Anja Kollmuss, CDM Watch December 2011
To date, 42 developed countries (Annex 1) have submitted pledges. Fulfilment of the developed country pledges is projected to reduce emissions by up to 4 billion tons (Gt) CO2e in 2020 from “business as usual” (UNEP 2010). This is about one third of the estimated 12 GtCO2e of emissions reductions that would be needed to remain on a path consistent with keeping warming below 2°C (UNEP 2011). Unfortunately, weaknesses in international emissions accounting could substantially weaken these already insufficient pledges, negating much if not all of their intended emissions benefits. In this paper, we address the following five “loopholes” in the existing negotiation framework, examine their impact, and list possible policy solutions to close them:
- Hot Air – surplus allowances (AAUs) from the first commitment period.
- LULUCF weak accounting rules
- CDM credits that do not represent real emissions reductions.

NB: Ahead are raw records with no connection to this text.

//! Logout request caching: sign-then-cache-then-restore correlation.
//!
//! Browser redirects impose practical length limits, so a logout request
//! with parameters is replaced by a short opaque `request_id`; the original
//! parameters are signed into a token, persisted server-side under a
//! namespaced cache key, replayed on the follow-up request, and deleted
//! when the response is applied.

use async_trait::async_trait;
use base64::engine::general_purpose::URL_SAFE_NO_PAD;
use base64::Engine;
use rand::RngCore;
use serde::{Deserialize, Serialize};
use serde_json::Value;
use std::sync::Arc;

use aegir_core::{param_names, ErrorCode, ParameterMap, ProtocolError};
use aegir_pipeline::{Handler, PipelineError, Transaction};
use aegir_protection::{DataProtector, TokenClaims};

use crate::options::ServerOptions;

/// Cache key namespace for cached logout requests.
pub const LOGOUT_REQUEST_CACHE_PREFIX: &str = "oidc:logout-request:";

/// Private purpose marker carried by cached-request tokens.
const LOGOUT_REQUEST_PURPOSE: &str = "logout_request";

/// Purpose chain for the optional encryption envelope around the token.
const ENVELOPE_PURPOSES: [&str; 3] = ["aegir", "logout-request", "envelope"];

/// Claim name under which the parameter triples are embedded.
const PARAMS_CLAIM: &str = "params";

/// Correlation identifier length in bytes (32 bytes = 256 bits).
const REQUEST_ID_LENGTH: usize = 32;

/// JSON value kind of a cached parameter, preserved so restoration is
/// lossless.
#[derive(Debug, Clone, Copy, PartialEq, Eq, Serialize, Deserialize)]
#[serde(rename_all = "snake_case")]
enum ClaimKind {
    String,
    Integer,
    Boolean,
    Null,
    Array,
    Object,
}

/// One request parameter projected into a `(name, value, kind)` triple.
#[derive(Debug, Clone, Serialize, Deserialize)]
struct CachedClaim {
    name: String,
    value: String,
    kind: ClaimKind,
}

impl CachedClaim {
    /// Project a parameter value, recording its JSON shape.
    fn project(name: &str, value: &Value) -> Self {
        let (value, kind) = match value {
            Value::String(s) => (s.clone(), ClaimKind::String),
            Value::Number(n) => (n.to_string(), ClaimKind::Integer),
            Value::Bool(b) => (b.to_string(), ClaimKind::Boolean),
            Value::Null => (String::new(), ClaimKind::Null),
            Value::Array(_) => (value.to_string(), ClaimKind::Array),
            Value::Object(_) => (value.to_string(), ClaimKind::Object),
        };
        Self {
            name: name.to_string(),
            value,
            kind,
        }
    }

    /// Reconstruct the original JSON value from the triple.
    fn restore(&self) -> Option<Value> {
        match self.kind {
            ClaimKind::String => Some(Value::String(self.value.clone())),
            ClaimKind::Integer => self
                .value
                .parse::<serde_json::Number>()
                .ok()
                .map(Value::Number),
            ClaimKind::Boolean => self.value.parse::<bool>().ok().map(Value::Bool),
            ClaimKind::Null => Some(Value::Null),
            ClaimKind::Array | ClaimKind::Object => serde_json::from_str(&self.value).ok(),
        }
    }
}

/// Namespaced cache key for a correlation identifier.
fn cache_key(request_id: &str) -> String {
    format!("{LOGOUT_REQUEST_CACHE_PREFIX}{request_id}")
}

/// Generate a fresh correlation identifier: 256 random bits, base64url.
fn generate_request_id() -> String {
    let mut bytes = [0u8; REQUEST_ID_LENGTH];
    rand::thread_rng().fill_bytes(&mut bytes);
    URL_SAFE_NO_PAD.encode(bytes)
}

/// The rejection used for any unusable correlation identifier.
///
/// "Not found" and "invalid" are deliberately indistinguishable to callers.
fn unusable_request_id() -> ProtocolError {
    ProtocolError::new(
        ErrorCode::InvalidRequest,
        format!(
            "the '{}' parameter is invalid or has expired",
            param_names::REQUEST_ID
        ),
    )
}

fn cache_fault(handler: &'static str, err: impl std::fmt::Display) -> PipelineError {
    PipelineError::Handler {
        handler,
        message: format!("distributed cache operation failed: {err}"),
    }
}

/// Replaces a parameter-carrying logout request with a cached correlation
/// entry and redirects back to the same endpoint with only `request_id`.
///
/// Extract phase, ordered after [`RestoreCachedLogoutRequest`].
pub struct CacheLogoutRequest {
    options: Arc<ServerOptions>,
}

impl CacheLogoutRequest {
    /// Registry identity of this handler.
    pub const NAME: &'static str = "cache_logout_request";

    /// Create the handler over frozen options.
    #[must_use]
    pub fn new(options: Arc<ServerOptions>) -> Self {
        Self { options }
    }
}

#[async_trait]
impl Handler for CacheLogoutRequest {
    async fn handle(&self, txn: &mut Transaction) -> Result<(), PipelineError> {
        // Idempotence: a restored request already carries its identifier,
        // and an empty request has nothing worth caching.
        if txn.request.contains(param_names::REQUEST_ID) || txn.request.is_empty() {
            return Ok(());
        }

        let request_id = generate_request_id();
        let issuer = self.options.issuer_str();

        let triples: Vec<Value> = txn
            .request
            .iter()
            .map(|(name, value)| {
                serde_json::to_value(CachedClaim::project(name, value))
                    .unwrap_or(Value::Null)
            })
            .collect();

        let claims = TokenClaims::new(
            issuer,
            issuer,
            LOGOUT_REQUEST_PURPOSE,
            self.options.request_cache_ttl,
        )
        .claim(PARAMS_CLAIM, Value::Array(triples));

        let token = self.options.codec.issue(&claims).map_err(|e| {
            PipelineError::Handler {
                handler: Self::NAME,
                message: format!("cached request token issuance failed: {e}"),
            }
        })?;

        let stored = if self.options.encrypt_cached_requests {
            let protected = self
                .options
                .protector
                .protect(&ENVELOPE_PURPOSES, token.as_bytes())
                .map_err(|e| PipelineError::Handler {
                    handler: Self::NAME,
                    message: format!("cached request encryption failed: {e}"),
                })?;
            URL_SAFE_NO_PAD.encode(protected)
        } else {
            token
        };

        let cache = self
            .options
            .require_cache()
            .map_err(|e| cache_fault(Self::NAME, e))?;
        cache
            .set_string(&cache_key(&request_id), &stored, self.options.request_cache_ttl)
            .await
            .map_err(|e| cache_fault(Self::NAME, e))?;

        tracing::debug!(
            trace_id = %txn.trace_id,
            parameters = txn.request.len(),
            "logout request cached"
        );

        // The redirect back to this endpoint, carrying only the
        // correlation identifier, is the response.
        txn.response.redirect_target = Some(txn.request_uri.clone());
        txn.response.params = ParameterMap::new();
        txn.response
            .params
            .insert(param_names::REQUEST_ID, Value::String(request_id));
        txn.handle_request();
        Ok(())
    }
}

/// Restores the original parameters of a previously cached logout request.
///
/// Extract phase, ordered before [`CacheLogoutRequest`] so a replayed
/// request is rehydrated before any other extraction logic runs.
pub struct RestoreCachedLogoutRequest {
    options: Arc<ServerOptions>,
}

impl RestoreCachedLogoutRequest {
    /// Registry identity of this handler.
    pub const NAME: &'static str = "restore_cached_logout_request";

    /// Create the handler over frozen options.
    #[must_use]
    pub fn new(options: Arc<ServerOptions>) -> Self {
        Self { options }
    }

    fn unwrap_stored(&self, stored: &str) -> Option<String> {
        if !self.options.encrypt_cached_requests {
            return Some(stored.to_string());
        }
        let payload = URL_SAFE_NO_PAD.decode(stored).ok()?;
        let plaintext = self
            .options
            .protector
            .unprotect(&ENVELOPE_PURPOSES, &payload)
            .ok()?;
        String::from_utf8(plaintext).ok()
    }
}

#[async_trait]
impl Handler for RestoreCachedLogoutRequest {
    async fn handle(&self, txn: &mut Transaction) -> Result<(), PipelineError> {
        let Some(request_id) = txn
            .request
            .get_str(param_names::REQUEST_ID)
            .map(str::to_owned)
        else {
            return Ok(());
        };

        let cache = self
            .options
            .require_cache()
            .map_err(|e| cache_fault(Self::NAME, e))?;
        let stored = cache
            .get_string(&cache_key(&request_id))
            .await
            .map_err(|e| cache_fault(Self::NAME, e))?;

        let Some(stored) = stored else {
            tracing::debug!(trace_id = %txn.trace_id, "no cache entry for request_id");
            txn.reject(unusable_request_id());
            return Ok(());
        };

        let Some(token) = self.unwrap_stored(&stored) else {
            tracing::debug!(trace_id = %txn.trace_id, "cached entry failed unwrapping");
            txn.reject(unusable_request_id());
            return Ok(());
        };

        let issuer = self.options.issuer_str();
        let claims = match self
            .options
            .codec
            .verify(&token, issuer, issuer, &[LOGOUT_REQUEST_PURPOSE])
        {
            Ok(claims) => claims,
            Err(e) => {
                tracing::debug!(trace_id = %txn.trace_id, error = %e, "cached token rejected");
                txn.reject(unusable_request_id());
                return Ok(());
            }
        };

        let Some(Value::Array(entries)) = claims.payload.get(PARAMS_CLAIM) else {
            txn.reject(unusable_request_id());
            return Ok(());
        };

        let mut restored = 0usize;
        for entry in entries {
            let Ok(claim) = serde_json::from_value::<CachedClaim>(entry.clone()) else {
                txn.reject(unusable_request_id());
                return Ok(());
            };
            let Some(value) = claim.restore() else {
                txn.reject(unusable_request_id());
                return Ok(());
            };
            // Parameters added after caching must not be overwritten.
            if txn.request.insert_missing(claim.name, value) {
                restored += 1;
            }
        }

        tracing::debug!(trace_id = %txn.trace_id, restored, "cached logout request restored");
        Ok(())
    }
}

/// Deletes the cache entry once the response for a correlated request has
/// been produced, success or failure alike.
///
/// Apply phase, ordered first so cleanup happens regardless of how the
/// response is shaped. Absence of the entry is not an error.
pub struct RemoveCachedRequest {
    options: Arc<ServerOptions>,
}

impl RemoveCachedRequest {
    /// Registry identity of this handler.
    pub const NAME: &'static str = "remove_cached_request";

    /// Create the handler over frozen options.
    #[must_use]
    pub fn new(options: Arc<ServerOptions>) -> Self {
        Self { options }
    }
}

#[async_trait]
impl Handler for RemoveCachedRequest {
    async fn handle(&self, txn: &mut Transaction) -> Result<(), PipelineError> {
        let Some(request_id) = txn.request.get_str(param_names::REQUEST_ID) else {
            return Ok(());
        };

        let cache = self
            .options
            .require_cache()
            .map_err(|e| cache_fault(Self::NAME, e))?;
        cache
            .remove(&cache_key(request_id))
            .await
            .map_err(|e| cache_fault(Self::NAME, e))?;

        tracing::debug!(trace_id = %txn.trace_id, "cached logout request removed");
        Ok(())
    }
}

- Double counting of emissions reductions
- Emissions from International aviation and shipping
In this analysis, we compare the cumulative emissions reduction that could be achieved by the current pledges with the cumulative size of the loopholes. We translated the pledges into a commitment period from 2013 to 2020, the year used in the submitted pledges. Under such an 8 year commitment period the current pledges of 42 Annex 1 (A1) countries translate to approximately 18 Gt of cumulative emissions reductions by 2020. Table 1 and Figure 1 show the estimated cumulative size of the loopholes by 2020.